> TASK INSTRUCTIONS
Scan each line of the records for the word "than" and extract the ones that have it.

Dataset entries:
/---
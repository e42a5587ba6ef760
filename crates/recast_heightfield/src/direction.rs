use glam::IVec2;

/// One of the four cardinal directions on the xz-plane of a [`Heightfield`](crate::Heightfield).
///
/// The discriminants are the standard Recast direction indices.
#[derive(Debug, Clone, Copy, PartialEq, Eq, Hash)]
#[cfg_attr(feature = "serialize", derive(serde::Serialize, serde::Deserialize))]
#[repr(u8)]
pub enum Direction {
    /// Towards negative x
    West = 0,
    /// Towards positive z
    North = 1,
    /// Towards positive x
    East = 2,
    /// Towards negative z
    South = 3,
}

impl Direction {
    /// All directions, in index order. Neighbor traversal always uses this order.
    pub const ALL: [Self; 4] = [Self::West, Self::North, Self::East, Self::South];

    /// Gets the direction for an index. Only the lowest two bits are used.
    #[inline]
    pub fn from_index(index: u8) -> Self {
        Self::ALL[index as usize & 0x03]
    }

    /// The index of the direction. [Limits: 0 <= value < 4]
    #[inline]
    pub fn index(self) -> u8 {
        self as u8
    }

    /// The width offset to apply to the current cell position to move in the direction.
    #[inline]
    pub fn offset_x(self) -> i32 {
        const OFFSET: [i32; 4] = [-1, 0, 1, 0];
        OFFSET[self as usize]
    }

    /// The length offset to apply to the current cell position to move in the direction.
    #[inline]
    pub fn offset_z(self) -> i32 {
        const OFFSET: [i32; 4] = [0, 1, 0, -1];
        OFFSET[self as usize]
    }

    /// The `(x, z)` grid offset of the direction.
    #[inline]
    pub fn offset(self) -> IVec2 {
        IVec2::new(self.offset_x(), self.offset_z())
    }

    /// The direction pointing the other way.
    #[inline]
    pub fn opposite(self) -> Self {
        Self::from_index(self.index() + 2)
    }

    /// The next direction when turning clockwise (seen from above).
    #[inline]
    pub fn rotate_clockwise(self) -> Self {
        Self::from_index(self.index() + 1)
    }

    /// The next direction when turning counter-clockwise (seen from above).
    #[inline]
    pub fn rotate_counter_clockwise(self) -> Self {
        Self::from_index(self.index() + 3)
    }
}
\---
/---
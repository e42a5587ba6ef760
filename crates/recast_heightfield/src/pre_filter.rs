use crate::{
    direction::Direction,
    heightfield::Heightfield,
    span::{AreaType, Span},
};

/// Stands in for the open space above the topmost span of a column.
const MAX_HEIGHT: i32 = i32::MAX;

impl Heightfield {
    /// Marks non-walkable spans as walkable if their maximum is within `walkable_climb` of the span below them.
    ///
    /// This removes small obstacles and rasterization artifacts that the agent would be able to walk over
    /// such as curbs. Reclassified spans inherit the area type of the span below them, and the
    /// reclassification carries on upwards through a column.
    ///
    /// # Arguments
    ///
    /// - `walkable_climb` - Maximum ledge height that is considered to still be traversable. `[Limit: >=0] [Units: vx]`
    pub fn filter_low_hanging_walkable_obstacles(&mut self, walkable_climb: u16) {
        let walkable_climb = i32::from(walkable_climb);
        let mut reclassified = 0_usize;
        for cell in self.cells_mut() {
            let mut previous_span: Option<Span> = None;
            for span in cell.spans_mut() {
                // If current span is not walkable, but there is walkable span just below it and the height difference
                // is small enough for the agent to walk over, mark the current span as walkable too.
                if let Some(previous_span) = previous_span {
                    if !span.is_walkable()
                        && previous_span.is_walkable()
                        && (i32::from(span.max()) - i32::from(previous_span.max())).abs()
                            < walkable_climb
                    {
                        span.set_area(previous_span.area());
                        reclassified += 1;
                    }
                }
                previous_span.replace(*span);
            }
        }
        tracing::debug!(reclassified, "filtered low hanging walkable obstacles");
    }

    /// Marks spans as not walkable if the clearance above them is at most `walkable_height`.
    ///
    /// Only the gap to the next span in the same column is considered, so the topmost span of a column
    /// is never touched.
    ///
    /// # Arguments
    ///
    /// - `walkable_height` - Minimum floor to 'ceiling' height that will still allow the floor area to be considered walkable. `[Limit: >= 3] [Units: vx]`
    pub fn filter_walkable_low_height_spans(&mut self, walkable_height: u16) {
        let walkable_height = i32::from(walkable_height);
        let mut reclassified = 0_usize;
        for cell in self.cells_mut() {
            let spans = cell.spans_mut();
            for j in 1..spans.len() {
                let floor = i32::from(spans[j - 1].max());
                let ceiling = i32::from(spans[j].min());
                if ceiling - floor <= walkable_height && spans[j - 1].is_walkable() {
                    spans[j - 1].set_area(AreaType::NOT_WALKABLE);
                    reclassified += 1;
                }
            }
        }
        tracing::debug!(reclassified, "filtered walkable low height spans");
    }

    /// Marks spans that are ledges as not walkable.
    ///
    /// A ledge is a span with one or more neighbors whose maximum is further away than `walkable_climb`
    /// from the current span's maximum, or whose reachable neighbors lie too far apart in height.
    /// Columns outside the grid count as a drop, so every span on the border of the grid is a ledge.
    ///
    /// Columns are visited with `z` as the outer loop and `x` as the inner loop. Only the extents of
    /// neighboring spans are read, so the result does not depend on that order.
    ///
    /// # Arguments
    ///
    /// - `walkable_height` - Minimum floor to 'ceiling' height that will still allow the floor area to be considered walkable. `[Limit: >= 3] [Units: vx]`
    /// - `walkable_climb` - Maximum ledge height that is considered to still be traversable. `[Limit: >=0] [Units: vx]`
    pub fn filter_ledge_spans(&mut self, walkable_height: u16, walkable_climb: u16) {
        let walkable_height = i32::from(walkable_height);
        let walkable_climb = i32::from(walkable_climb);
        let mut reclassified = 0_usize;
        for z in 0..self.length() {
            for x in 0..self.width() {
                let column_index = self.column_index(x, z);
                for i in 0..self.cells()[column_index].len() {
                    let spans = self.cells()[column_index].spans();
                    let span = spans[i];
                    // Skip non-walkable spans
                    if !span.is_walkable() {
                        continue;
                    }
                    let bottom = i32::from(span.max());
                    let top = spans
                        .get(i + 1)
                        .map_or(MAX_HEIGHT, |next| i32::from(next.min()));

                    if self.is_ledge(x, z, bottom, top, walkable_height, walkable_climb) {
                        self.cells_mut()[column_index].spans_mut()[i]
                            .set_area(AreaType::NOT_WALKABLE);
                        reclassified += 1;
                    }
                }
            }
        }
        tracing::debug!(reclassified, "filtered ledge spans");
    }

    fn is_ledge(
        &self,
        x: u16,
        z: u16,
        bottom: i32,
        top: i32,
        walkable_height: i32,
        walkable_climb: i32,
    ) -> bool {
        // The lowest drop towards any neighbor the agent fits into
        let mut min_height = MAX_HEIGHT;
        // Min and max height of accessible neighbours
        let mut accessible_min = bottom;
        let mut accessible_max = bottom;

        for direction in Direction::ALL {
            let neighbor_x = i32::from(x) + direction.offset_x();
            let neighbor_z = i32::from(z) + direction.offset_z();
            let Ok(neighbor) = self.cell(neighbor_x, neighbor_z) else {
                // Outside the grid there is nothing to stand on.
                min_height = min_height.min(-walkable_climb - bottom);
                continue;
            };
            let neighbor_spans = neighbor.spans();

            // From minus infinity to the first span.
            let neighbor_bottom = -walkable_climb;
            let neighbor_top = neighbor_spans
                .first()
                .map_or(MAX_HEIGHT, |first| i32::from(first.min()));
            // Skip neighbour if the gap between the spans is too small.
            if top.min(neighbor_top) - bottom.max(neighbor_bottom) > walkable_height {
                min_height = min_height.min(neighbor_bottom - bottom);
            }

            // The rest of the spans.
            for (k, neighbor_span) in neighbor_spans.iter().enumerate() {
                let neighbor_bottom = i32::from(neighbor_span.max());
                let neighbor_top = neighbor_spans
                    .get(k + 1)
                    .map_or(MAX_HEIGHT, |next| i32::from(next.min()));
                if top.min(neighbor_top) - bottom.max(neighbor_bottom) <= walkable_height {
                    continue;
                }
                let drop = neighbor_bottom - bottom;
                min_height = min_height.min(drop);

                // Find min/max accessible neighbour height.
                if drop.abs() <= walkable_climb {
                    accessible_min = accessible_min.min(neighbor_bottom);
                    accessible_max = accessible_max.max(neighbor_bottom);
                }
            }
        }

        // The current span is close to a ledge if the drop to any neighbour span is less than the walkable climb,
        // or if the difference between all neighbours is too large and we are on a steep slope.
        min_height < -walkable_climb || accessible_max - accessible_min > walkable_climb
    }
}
\---
> ANSWER TO THE EXERCISE
    /// A ledge is a span with one or more neighbors whose maximum is further away than `walkable_climb`
        // The current span is close to a ledge if the drop to any neighbour span is less than the walkable climb,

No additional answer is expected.